Extract every line from the records below that contains the word "Cell".

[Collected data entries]
********

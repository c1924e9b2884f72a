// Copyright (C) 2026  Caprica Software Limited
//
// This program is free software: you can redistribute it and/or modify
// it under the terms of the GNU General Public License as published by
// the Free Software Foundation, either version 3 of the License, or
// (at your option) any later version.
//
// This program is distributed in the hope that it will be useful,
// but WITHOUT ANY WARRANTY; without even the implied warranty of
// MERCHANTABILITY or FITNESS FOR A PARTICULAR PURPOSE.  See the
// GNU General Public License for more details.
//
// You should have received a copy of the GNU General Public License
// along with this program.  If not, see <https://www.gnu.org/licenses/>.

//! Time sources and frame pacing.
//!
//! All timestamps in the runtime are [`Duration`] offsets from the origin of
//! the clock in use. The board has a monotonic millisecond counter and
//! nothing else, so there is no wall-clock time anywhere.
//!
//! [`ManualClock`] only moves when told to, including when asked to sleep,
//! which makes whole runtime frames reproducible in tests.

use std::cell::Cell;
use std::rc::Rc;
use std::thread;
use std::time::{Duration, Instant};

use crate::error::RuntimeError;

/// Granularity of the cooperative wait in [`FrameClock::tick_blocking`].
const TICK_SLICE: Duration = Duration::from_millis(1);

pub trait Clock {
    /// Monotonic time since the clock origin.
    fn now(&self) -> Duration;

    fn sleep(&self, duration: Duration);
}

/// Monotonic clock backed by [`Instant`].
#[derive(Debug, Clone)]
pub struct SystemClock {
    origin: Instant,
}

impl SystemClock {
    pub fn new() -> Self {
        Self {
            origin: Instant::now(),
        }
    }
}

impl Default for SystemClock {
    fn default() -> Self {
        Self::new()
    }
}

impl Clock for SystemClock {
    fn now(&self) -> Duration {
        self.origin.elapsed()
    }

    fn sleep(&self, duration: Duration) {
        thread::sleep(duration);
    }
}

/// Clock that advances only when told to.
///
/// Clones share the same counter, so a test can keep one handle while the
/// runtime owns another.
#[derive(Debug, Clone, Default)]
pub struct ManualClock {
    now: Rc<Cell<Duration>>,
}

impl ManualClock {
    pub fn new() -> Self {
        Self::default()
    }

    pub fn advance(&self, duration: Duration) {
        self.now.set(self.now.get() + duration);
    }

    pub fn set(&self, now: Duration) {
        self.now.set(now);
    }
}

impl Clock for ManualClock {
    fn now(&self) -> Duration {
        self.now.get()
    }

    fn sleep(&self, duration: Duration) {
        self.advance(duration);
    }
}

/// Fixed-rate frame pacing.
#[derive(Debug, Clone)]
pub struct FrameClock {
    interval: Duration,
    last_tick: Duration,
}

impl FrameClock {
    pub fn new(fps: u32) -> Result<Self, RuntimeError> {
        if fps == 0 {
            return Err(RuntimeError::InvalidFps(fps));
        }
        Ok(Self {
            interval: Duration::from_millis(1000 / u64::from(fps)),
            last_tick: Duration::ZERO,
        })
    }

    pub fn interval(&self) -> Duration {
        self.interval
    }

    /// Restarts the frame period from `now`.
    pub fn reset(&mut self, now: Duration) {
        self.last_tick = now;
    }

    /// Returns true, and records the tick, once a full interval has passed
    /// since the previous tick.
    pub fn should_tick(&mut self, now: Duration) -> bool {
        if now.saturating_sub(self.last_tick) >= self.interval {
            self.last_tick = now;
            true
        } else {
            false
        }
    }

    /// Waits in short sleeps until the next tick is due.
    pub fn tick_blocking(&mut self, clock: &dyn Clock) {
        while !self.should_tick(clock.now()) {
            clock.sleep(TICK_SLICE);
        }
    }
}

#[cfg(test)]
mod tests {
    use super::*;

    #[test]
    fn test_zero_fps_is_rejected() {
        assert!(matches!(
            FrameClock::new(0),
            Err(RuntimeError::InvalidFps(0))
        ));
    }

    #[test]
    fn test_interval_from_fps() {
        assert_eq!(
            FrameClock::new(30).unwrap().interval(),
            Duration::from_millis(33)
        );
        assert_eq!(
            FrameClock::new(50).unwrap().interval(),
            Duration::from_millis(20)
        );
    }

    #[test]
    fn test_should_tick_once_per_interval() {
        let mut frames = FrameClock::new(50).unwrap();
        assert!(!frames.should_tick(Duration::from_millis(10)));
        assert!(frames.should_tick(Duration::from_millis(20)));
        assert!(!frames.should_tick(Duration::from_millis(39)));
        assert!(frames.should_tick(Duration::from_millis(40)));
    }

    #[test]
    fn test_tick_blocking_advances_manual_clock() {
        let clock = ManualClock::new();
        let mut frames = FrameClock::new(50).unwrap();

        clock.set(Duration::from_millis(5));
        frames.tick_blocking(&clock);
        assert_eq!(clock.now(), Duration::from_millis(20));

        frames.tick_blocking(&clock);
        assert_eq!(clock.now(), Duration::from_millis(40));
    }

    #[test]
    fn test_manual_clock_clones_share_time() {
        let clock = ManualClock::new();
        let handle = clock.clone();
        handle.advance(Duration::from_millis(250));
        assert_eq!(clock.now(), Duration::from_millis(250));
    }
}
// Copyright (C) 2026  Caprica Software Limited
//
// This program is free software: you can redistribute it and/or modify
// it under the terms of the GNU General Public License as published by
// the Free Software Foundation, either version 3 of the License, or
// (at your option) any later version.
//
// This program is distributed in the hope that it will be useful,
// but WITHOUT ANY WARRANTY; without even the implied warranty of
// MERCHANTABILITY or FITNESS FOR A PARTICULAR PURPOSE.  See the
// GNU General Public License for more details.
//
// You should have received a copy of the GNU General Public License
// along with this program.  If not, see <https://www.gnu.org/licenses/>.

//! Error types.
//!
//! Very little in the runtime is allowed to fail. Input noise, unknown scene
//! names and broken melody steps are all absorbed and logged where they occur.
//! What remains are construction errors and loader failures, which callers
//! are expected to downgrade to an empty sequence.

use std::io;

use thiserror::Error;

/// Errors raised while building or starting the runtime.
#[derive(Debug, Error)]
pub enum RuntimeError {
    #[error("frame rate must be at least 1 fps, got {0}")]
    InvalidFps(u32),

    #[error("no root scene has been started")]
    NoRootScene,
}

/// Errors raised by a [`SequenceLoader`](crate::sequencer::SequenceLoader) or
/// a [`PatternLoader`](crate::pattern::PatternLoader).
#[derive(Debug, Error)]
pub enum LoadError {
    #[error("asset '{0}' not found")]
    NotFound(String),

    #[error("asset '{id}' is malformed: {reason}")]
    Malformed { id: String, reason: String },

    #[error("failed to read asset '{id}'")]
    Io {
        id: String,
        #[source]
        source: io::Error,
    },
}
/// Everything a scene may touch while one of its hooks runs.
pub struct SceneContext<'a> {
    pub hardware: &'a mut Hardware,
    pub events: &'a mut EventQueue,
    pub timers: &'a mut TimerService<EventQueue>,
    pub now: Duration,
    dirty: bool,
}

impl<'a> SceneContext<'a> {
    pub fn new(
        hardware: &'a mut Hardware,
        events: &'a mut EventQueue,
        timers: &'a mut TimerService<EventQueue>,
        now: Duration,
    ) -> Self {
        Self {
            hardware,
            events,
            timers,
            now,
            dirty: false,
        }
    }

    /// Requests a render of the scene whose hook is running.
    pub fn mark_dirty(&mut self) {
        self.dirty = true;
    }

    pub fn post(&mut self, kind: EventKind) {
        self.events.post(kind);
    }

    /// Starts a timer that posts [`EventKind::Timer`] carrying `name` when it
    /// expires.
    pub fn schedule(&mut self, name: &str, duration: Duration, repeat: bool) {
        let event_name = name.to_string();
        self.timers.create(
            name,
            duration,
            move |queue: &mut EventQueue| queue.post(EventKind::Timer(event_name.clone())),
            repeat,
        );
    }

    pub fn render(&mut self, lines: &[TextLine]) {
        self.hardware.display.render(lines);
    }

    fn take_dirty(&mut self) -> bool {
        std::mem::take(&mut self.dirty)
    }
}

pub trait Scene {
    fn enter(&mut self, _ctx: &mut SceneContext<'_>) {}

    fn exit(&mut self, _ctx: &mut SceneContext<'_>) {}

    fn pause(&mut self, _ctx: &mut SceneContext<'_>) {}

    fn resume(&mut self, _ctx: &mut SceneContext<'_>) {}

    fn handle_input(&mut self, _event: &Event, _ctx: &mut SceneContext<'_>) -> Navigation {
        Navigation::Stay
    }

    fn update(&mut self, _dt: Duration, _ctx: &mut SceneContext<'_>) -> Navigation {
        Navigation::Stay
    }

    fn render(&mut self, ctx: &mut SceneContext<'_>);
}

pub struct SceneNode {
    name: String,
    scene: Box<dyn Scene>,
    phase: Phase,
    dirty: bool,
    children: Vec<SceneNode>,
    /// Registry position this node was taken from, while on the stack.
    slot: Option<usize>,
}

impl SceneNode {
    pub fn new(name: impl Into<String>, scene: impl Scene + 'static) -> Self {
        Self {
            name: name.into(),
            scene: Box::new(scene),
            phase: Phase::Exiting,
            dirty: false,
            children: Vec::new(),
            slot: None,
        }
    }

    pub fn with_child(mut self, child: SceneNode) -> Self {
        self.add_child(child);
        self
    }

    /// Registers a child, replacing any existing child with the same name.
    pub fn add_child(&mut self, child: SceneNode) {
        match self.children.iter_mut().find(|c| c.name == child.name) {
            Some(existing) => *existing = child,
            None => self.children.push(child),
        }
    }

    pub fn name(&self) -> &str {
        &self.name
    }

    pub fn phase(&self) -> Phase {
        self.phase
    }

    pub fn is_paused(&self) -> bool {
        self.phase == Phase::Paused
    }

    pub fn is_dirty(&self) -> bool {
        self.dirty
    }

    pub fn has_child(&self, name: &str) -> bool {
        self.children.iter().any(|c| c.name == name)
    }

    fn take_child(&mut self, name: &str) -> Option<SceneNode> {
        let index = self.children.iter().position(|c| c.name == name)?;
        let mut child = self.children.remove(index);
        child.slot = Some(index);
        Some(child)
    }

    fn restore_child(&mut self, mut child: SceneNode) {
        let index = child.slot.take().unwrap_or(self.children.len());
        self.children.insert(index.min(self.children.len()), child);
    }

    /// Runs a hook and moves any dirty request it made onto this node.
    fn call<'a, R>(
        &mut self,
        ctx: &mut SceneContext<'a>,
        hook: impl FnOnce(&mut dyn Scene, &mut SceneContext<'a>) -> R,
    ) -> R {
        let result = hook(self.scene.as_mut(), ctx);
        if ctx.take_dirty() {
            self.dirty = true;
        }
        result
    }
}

********

ANSWER SPACE
use std::cell::Cell;
    now: Rc<Cell<Duration>>,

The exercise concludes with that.